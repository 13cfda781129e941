//! Domain records for the ingestion pipeline

use chrono::{DateTime, Utc};
use serde::{Deserialize, Serialize};
use uuid::Uuid;

/// One raw log line as received from a source, before any parsing.
///
/// Immutable once created; the unit of transport through the pipeline.
#[derive(Debug, Clone, Serialize, Deserialize)]
pub struct RawLine {
    pub id: Uuid,
    pub source_id: Uuid,
    pub text: String,
    pub received_at: DateTime<Utc>,
}

impl RawLine {
    pub fn new(source_id: Uuid, text: impl Into<String>) -> Self {
        Self {
            id: Uuid::new_v4(),
            source_id,
            text: text.into(),
            received_at: Utc::now(),
        }
    }
}

/// A classified event produced from exactly one raw line (or, for assembled
/// JSON blocks, from the last raw line of the block).
#[derive(Debug, Clone, Serialize, Deserialize)]
pub struct ParsedEvent {
    pub id: Uuid,
    pub raw_line_id: Uuid,
    pub source_id: Uuid,
    /// Classification label, e.g. `"kill"`, `"chat-gg"`, `"aggregate-block"`.
    /// Open taxonomy; `"unclassified"` is the terminal bucket.
    pub event_kind: String,
    pub event_payload: serde_json::Value,
    pub session_id: Option<Uuid>,
    pub created_at: DateTime<Utc>,
}

impl ParsedEvent {
    pub fn new(
        raw_line_id: Uuid,
        source_id: Uuid,
        event_kind: impl Into<String>,
        event_payload: serde_json::Value,
    ) -> Self {
        Self {
            id: Uuid::new_v4(),
            raw_line_id,
            source_id,
            event_kind: event_kind.into(),
            event_payload,
            session_id: None,
            created_at: Utc::now(),
        }
    }
}

/// Recorded when neither the grammar nor any heuristic rule matched a line,
/// or when an assembled JSON block failed to parse.
///
/// `retry_count` and `resolved` are persisted but no retry driver consumes
/// them yet; they exist so reprocessing can be added without a migration.
#[derive(Debug, Clone, Serialize, Deserialize)]
pub struct FailedParse {
    pub id: Uuid,
    pub raw_line_id: Uuid,
    pub error_message: String,
    pub retry_count: i32,
    pub resolved: bool,
    pub created_at: DateTime<Utc>,
}

impl FailedParse {
    pub fn new(raw_line_id: Uuid, error_message: impl Into<String>) -> Self {
        Self {
            id: Uuid::new_v4(),
            raw_line_id,
            error_message: error_message.into(),
            retry_count: 0,
            resolved: false,
            created_at: Utc::now(),
        }
    }
}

====================

Brief:
Show all lines in the preceding material that have "ParsedEvent" in them.

Exercise result:
pub struct ParsedEvent {
impl ParsedEvent {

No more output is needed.